◆ WHAT IS REQUIRED: Which lines run from the line with "Self(self.0 + Days::new(1))" through the line with "fn day_start_time() ->" in the entries below? Print them exactly, both ends included, and nothing more.
##### DATA #####
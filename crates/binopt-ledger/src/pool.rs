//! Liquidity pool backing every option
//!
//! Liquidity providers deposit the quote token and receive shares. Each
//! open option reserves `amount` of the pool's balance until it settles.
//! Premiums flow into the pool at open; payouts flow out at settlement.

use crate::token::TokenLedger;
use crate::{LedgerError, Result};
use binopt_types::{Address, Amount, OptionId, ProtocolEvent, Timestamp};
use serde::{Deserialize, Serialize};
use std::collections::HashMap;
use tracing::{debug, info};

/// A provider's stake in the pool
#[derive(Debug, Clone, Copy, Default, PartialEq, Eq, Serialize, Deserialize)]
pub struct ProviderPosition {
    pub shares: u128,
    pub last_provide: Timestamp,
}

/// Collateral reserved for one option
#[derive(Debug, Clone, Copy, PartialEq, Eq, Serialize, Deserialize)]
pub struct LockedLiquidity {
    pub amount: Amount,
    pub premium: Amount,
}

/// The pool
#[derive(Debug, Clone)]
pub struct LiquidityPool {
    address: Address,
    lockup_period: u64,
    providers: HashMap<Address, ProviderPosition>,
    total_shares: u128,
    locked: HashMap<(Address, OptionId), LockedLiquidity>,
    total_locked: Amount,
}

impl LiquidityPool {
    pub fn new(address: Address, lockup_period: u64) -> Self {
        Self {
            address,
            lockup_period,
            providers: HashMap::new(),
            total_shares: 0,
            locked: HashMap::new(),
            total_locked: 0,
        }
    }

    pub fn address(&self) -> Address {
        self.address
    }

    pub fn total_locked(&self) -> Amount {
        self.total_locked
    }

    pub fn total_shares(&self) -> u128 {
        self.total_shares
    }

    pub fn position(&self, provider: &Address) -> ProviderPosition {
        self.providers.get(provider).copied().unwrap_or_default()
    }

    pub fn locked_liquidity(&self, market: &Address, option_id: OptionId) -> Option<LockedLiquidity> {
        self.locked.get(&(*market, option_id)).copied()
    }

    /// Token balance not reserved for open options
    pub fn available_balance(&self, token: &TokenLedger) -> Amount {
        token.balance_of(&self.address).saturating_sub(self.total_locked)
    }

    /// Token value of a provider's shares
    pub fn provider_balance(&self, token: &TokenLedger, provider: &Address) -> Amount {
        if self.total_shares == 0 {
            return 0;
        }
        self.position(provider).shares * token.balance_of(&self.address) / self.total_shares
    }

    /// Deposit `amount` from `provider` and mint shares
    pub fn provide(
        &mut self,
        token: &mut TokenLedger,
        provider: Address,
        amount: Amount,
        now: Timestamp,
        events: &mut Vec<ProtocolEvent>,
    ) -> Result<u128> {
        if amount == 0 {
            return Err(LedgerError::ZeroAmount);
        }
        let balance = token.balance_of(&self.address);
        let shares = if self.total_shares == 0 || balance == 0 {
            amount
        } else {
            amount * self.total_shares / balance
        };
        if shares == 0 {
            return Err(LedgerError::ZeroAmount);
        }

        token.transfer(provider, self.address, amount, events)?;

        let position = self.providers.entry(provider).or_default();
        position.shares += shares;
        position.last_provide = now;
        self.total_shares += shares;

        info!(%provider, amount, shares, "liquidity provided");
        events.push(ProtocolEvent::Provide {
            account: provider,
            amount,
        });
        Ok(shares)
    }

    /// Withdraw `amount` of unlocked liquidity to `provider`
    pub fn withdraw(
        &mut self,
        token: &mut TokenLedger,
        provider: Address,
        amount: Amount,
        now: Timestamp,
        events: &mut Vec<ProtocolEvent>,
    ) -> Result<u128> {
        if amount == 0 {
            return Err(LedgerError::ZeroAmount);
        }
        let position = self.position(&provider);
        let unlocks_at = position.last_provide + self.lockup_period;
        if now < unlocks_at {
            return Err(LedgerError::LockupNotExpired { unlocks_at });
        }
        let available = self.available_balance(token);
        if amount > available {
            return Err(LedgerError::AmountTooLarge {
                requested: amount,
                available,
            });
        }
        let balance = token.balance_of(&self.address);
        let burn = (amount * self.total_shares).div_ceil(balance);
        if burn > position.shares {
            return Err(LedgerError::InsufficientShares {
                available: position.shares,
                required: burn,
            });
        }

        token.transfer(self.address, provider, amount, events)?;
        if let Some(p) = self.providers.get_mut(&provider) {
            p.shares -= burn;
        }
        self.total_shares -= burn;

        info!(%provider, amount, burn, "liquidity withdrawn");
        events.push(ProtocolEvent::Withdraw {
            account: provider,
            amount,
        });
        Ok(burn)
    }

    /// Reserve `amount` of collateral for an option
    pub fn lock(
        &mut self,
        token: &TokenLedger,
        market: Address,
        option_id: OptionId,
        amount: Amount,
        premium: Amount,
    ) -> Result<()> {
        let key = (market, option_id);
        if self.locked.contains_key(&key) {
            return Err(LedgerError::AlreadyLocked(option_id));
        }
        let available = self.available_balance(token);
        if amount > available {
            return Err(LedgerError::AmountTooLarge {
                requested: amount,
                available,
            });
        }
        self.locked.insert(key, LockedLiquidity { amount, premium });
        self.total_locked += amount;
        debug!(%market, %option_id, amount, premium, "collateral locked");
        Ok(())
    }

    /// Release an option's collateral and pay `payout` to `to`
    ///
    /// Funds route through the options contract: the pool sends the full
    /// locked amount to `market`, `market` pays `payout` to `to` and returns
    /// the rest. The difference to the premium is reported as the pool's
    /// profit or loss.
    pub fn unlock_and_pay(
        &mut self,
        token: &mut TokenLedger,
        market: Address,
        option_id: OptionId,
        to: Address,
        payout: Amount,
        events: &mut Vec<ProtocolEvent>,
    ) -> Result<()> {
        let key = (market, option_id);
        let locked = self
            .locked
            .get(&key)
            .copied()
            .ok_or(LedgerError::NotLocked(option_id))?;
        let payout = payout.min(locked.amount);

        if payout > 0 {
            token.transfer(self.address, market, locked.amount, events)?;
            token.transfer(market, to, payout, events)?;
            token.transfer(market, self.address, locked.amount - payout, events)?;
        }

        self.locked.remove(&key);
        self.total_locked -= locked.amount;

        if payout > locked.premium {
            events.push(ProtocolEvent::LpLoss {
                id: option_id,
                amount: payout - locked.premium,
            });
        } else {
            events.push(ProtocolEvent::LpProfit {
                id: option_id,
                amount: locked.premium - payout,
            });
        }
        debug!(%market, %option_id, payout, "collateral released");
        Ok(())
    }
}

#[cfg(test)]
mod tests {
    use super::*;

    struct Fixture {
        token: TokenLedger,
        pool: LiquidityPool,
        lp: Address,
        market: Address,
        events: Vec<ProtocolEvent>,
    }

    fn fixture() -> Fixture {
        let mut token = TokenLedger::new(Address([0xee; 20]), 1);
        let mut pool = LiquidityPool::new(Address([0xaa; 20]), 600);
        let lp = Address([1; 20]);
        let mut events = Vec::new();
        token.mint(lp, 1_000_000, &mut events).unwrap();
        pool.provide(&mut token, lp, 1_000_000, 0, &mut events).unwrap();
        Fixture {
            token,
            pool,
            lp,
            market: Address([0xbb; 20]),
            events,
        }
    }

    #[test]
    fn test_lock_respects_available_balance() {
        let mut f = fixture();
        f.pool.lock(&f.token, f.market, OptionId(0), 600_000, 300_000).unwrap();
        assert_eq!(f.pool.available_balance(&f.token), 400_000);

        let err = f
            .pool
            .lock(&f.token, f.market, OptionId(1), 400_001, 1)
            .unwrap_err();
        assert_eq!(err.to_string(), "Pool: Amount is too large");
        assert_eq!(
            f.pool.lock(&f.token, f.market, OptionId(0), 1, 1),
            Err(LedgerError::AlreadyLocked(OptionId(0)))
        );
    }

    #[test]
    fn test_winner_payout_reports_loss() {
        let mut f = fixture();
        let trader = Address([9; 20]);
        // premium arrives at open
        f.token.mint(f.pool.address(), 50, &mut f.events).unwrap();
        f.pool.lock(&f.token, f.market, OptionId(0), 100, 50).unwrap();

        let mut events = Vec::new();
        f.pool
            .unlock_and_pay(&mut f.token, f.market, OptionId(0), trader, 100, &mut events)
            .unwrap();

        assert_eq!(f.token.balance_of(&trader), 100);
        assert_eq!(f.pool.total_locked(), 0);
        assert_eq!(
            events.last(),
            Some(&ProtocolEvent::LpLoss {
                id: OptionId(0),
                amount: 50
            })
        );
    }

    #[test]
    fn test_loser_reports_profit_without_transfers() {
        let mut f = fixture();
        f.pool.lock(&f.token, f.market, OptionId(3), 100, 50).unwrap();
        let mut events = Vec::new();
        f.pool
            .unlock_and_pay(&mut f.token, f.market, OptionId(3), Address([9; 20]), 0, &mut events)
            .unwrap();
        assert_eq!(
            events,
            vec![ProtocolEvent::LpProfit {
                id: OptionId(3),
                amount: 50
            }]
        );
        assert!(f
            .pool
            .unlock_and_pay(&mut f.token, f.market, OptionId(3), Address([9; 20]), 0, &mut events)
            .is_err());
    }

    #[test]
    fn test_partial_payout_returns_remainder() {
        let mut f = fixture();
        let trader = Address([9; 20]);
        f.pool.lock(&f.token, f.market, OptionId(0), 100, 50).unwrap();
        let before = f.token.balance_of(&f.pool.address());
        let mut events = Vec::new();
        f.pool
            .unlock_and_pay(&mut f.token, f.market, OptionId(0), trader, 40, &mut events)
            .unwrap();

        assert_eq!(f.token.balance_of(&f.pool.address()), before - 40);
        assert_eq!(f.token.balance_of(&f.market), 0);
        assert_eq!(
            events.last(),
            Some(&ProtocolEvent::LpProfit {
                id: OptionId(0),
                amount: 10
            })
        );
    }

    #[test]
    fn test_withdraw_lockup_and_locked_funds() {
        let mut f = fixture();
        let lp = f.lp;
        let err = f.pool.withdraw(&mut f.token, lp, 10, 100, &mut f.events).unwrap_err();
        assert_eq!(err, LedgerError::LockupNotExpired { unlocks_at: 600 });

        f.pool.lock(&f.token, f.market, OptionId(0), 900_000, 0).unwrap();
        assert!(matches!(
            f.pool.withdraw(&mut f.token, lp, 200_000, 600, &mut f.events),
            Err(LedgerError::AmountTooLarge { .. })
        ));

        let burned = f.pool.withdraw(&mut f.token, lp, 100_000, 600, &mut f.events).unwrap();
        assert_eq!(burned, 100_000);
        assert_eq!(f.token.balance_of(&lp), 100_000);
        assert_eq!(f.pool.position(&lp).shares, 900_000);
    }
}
#####
##### DATA #####
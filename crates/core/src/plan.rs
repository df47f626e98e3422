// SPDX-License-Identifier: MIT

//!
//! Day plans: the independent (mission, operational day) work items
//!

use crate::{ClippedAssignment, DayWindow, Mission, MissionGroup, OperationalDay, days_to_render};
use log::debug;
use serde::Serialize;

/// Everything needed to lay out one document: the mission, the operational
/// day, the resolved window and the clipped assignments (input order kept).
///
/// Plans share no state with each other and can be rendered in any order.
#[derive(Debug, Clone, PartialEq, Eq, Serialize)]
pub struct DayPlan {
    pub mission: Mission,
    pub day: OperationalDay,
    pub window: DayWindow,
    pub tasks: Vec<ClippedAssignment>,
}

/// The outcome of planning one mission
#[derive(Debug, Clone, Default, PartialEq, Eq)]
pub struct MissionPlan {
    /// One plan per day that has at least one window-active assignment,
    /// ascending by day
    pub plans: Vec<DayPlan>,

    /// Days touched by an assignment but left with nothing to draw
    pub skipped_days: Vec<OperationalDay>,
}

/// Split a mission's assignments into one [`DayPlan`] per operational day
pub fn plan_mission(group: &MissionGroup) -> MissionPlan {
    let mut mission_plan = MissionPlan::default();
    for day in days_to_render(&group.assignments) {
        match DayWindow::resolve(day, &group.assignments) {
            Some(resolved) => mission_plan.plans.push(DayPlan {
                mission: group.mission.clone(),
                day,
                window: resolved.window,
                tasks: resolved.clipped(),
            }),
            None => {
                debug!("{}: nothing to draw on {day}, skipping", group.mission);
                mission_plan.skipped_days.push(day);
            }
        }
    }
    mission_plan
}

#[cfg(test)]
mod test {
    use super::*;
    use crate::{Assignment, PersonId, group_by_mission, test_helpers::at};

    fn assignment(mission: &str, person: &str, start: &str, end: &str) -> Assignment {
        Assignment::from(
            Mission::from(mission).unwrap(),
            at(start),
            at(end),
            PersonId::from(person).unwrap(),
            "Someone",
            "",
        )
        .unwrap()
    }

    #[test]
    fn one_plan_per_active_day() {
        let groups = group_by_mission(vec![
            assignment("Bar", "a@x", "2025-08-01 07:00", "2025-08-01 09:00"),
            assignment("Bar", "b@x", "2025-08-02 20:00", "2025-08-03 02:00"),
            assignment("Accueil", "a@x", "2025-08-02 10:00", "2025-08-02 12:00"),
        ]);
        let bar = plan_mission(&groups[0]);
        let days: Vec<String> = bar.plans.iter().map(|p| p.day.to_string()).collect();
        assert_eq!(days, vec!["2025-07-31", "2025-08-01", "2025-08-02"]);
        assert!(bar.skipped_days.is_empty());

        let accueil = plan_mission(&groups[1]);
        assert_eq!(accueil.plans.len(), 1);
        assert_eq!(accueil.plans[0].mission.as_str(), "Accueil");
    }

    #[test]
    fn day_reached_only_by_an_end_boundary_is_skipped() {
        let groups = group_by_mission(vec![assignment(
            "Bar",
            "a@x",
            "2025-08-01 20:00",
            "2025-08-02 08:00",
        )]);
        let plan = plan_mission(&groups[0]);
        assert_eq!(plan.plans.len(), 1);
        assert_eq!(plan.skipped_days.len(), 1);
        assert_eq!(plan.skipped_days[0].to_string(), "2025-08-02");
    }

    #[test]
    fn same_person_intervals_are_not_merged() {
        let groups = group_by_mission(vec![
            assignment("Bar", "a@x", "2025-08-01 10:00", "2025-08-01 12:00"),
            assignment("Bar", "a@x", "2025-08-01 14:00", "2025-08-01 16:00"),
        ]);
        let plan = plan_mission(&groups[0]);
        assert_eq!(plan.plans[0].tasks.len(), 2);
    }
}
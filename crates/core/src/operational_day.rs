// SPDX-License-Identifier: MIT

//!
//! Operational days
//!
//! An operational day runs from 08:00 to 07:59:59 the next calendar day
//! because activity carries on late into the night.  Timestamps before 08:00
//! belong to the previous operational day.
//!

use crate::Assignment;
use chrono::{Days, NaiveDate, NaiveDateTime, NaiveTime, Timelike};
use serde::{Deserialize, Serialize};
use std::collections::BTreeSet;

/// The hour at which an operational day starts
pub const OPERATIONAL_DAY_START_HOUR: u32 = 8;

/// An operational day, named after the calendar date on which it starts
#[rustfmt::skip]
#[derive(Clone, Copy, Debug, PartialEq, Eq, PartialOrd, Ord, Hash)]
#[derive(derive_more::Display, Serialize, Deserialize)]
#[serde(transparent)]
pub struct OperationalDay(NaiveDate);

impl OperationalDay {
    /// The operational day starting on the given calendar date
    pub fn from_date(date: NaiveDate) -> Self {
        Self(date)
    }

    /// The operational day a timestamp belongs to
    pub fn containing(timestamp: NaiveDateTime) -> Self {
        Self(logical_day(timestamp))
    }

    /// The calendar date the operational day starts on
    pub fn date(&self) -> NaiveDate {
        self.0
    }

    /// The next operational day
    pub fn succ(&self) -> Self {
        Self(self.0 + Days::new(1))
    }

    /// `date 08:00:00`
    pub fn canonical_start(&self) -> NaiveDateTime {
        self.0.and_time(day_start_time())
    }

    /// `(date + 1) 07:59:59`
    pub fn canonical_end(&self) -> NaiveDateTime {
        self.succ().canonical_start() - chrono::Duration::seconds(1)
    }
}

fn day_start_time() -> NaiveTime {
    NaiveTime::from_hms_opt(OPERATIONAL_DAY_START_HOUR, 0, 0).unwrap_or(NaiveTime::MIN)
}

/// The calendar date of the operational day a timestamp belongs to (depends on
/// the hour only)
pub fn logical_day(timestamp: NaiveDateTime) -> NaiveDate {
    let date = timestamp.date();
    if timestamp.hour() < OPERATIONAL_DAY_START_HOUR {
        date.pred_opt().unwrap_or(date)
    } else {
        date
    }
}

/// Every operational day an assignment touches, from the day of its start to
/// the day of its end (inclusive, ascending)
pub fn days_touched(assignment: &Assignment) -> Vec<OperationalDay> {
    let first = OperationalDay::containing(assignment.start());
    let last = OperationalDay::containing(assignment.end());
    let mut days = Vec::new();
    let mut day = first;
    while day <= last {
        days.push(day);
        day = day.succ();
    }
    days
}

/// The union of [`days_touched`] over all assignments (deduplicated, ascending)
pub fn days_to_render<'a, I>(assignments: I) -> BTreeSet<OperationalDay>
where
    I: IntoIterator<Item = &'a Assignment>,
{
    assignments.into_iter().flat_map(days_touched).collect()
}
#####
◆ ANSWER BOX:
        Self(self.0 + Days::new(1))
    }

    /// `date 08:00:00`
    pub fn canonical_start(&self) -> NaiveDateTime {
        self.0.and_time(day_start_time())
    }

    /// `(date + 1) 07:59:59`
    pub fn canonical_end(&self) -> NaiveDateTime {
        self.succ().canonical_start() - chrono::Duration::seconds(1)
    }
}

fn day_start_time() -> NaiveTime {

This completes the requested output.